Kevin J. Walchko, Phd

9 Aug 2017

---

Ok, this is far from complete, but I was interested in looking at simple protocols like

In [36]:
import pickle
import gzip
import os
import simplejson as json
import msgpack

In [29]:
# create a bunch of data
a = {}
a['a'] = list(range(10000))
a['b'] = list(range(20000))
a['c'] = list(range(30000))
# a['d'] = bytearray(2000000) # json won't handle binary data

In [43]:
%%timeit
with open("data.pickle", 'wb') as f:
    f.write(pickle.dumps(a, pickle.HIGHEST_PROTOCOL))

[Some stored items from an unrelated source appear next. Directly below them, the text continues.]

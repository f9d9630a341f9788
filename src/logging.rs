use std::env;
use tracing_subscriber::prelude::*;
use tracing_subscriber::{fmt, EnvFilter};

/// Environment variable holding the tracing filter, e.g. `typestat=debug`
pub const LOG_ENV: &str = "TYPESTAT_LOG";

/// Install the global subscriber. Logs go to stderr so command output stays
/// pipeable. Calling twice is harmless.
pub fn init() {
    let filter = env::var(LOG_ENV).unwrap_or_else(|_| "warn".to_string());
    let filter_layer = EnvFilter::try_new(&filter).unwrap_or_else(|_| EnvFilter::new("warn"));

    let _ = tracing_subscriber::registry()
        .with(
            fmt::layer()
                .with_writer(std::io::stderr)
                .with_target(false)
                .without_time()
                .with_ansi(false),
        )
        .with(filter_layer)
        .try_init();
}
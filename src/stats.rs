pub mod functions;

use crate::aggregate::{FirstReducer, MedianReducer, Reducer, TimeGrouper};
use crate::app_dirs::AppDirs;
use crate::error::StoreResult;
use crate::scorer::{ScoredSession, UnitKind};
use rusqlite::{params, params_from_iter, Connection, OptionalExtension};
use serde::{Deserialize, Serialize};
use std::collections::HashMap;
use std::path::{Path, PathBuf};
use std::sync::{Arc, Mutex};
use tracing::{debug, info};

const SCHEMA: &str = r#"
CREATE TABLE IF NOT EXISTS source (name TEXT, disabled INTEGER, discount INTEGER);
CREATE TABLE IF NOT EXISTS text (id TEXT PRIMARY KEY, source INTEGER, text TEXT, disabled INTEGER);
CREATE TABLE IF NOT EXISTS result (
    w REAL, text_id TEXT, source INTEGER, wpm REAL, accuracy REAL, viscosity REAL
);
CREATE TABLE IF NOT EXISTS statistic (
    w REAL, data TEXT, type INTEGER, time REAL, count INTEGER, mistakes INTEGER, viscosity REAL
);
CREATE TABLE IF NOT EXISTS mistake (w REAL, target TEXT, mistake TEXT, count INTEGER);
CREATE INDEX IF NOT EXISTS idx_result_w ON result(w);
CREATE INDEX IF NOT EXISTS idx_statistic_data_type ON statistic(data, type);
CREATE INDEX IF NOT EXISTS idx_statistic_w ON statistic(w);
"#;

const SECONDS_PER_DAY: f64 = 86_400.0;

/// Name of the source that holds generated review lessons
pub const REVIEW_SOURCE: &str = "<Reviews>";

/// Why a source exists besides plain imported text. Stored in
/// `source.discount` as 1 and 2.
#[derive(Debug, Clone, Copy, PartialEq, Eq, Serialize, Deserialize)]
pub enum LessonKind {
    Lesson,
    /// Review texts are stored disabled so random selection skips them
    Review,
}

impl LessonKind {
    fn as_i64(self) -> i64 {
        match self {
            LessonKind::Lesson => 1,
            LessonKind::Review => 2,
        }
    }
}

/// A practice text as stored
#[derive(Debug, Clone, PartialEq, Eq, Serialize)]
pub struct Text {
    pub id: String,
    pub source: i64,
    pub text: String,
}

/// Content hash used as the text's identity
pub fn text_id(text: &str) -> String {
    blake3::hash(text.as_bytes()).to_hex().to_string()
}

/// Which results a history read covers
#[derive(Debug, Clone, Copy, PartialEq, Eq)]
pub enum ResultFilter {
    All,
    /// Every result of the most recently typed text
    LastText,
    /// Results of ordinary (non-lesson) sources
    Texts,
    Lessons,
    Source(i64),
}

/// How consecutive results are folded together, newest first
#[derive(Debug, Clone, Copy, PartialEq)]
pub enum Grouping {
    None,
    /// Every `n` sessions
    Sessions(usize),
    /// Sessions less than this many seconds apart
    Sitting(f64),
    /// Calendar days, rolling over at 04:00 UTC
    Day,
}

/// One row of result history; grouped rows carry medians
#[derive(Debug, Clone, PartialEq, Serialize)]
pub struct HistoryEntry {
    pub text_id: String,
    pub w: f64,
    pub source: String,
    pub sessions: usize,
    pub wpm: f64,
    /// 0..1
    pub accuracy: f64,
    pub viscosity: f64,
}

/// Ordering of the per-unit summary
#[derive(
    Debug, Clone, Copy, PartialEq, Eq, Serialize, Deserialize, clap::ValueEnum, strum_macros::Display,
)]
#[serde(rename_all = "kebab-case")]
#[strum(serialize_all = "kebab-case")]
pub enum UnitOrder {
    Slowest,
    Fastest,
    LeastFluid,
    MostFluid,
    LeastAccurate,
    MostMistyped,
    MostCommon,
    MostDamaging,
}

impl UnitOrder {
    fn order_by(self) -> &'static str {
        match self {
            UnitOrder::Slowest => "wpm ASC",
            UnitOrder::Fastest => "wpm DESC",
            UnitOrder::LeastFluid => "viscosity DESC",
            UnitOrder::MostFluid => "viscosity ASC",
            UnitOrder::LeastAccurate => "accuracy ASC",
            UnitOrder::MostMistyped => "misses DESC",
            UnitOrder::MostCommon => "total DESC",
            UnitOrder::MostDamaging => "damage DESC",
        }
    }
}

/// Per-unit totals over a recency window
#[derive(Debug, Clone, PartialEq, Serialize)]
pub struct UnitSummary {
    pub unit: String,
    pub wpm: f64,
    /// percent
    pub accuracy: f64,
    pub viscosity: f64,
    pub total: i64,
    pub misses: i64,
    /// frequency times squared duration, inflated by the miss rate
    pub damage: f64,
}

#[derive(Debug, Clone, PartialEq, Eq, Serialize)]
pub struct MistakeSummary {
    pub expected: String,
    pub typed: String,
    pub count: i64,
}

/// Age thresholds (days) past which statistics are merged into month, week
/// and day bins
#[derive(Debug, Clone, Copy, PartialEq)]
pub struct CompactionPolicy {
    pub month_after_days: f64,
    pub week_after_days: f64,
    pub day_after_days: f64,
}

#[derive(Debug, Clone, Copy, PartialEq, Eq, Serialize)]
pub struct CompactionReport {
    pub rows_before: i64,
    pub rows_after: i64,
}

2.8 ms ± 306 µs per loop (mean ± std. dev. of 7 runs, 10 loops each)


In [42]:
%%timeit
with gzip.open("data.pickle.gz", 'wb') as f:
    f.write(pickle.dumps(a, pickle.HIGHEST_PROTOCOL))

7.44 ms ± 356 µs per loop (mean ± std. dev. of 7 runs, 10 loops each)


In [41]:
%%timeit
with open("data.json", 'w') as f:
    json.dump(a,f)

77.3 ms ± 3.3 ms per loop (mean ± std. dev. of 7 runs, 10 loops each)


In [40]:
%%timeit
with open("data.msgpack", 'wb') as f:
    f.write(msgpack.packb(a, use_bin_type=True))

5.84 ms ± 2.78 ms per loop (mean ± std. dev. of 7 runs, 10 loops each)


In [45]:
print(f"Pickle: {os.path.getsize('data.pickle')//1024} kb")
print(f"Pickle gzip: {os.path.getsize('data.pickle.gz')//1024} kb")
print(f"Json: {os.path.getsize('data.json')//1024} kb")
print(f"Msgpack: {os.path.getsize('data.msgpack')//1024} kb")

Pickle: 175 kb
Pickle gzip: 103 kb
Json: 377 kb
Msgpack: 174 kb


So best (smallest/fastest) is `pickle` while worst (largest/slowest) is `json`. `msgpack` came close to `pickle` but it has the issue of not handling both `lists` and `tuples` at the same time (you have to pick one) while `pickle` handles anything.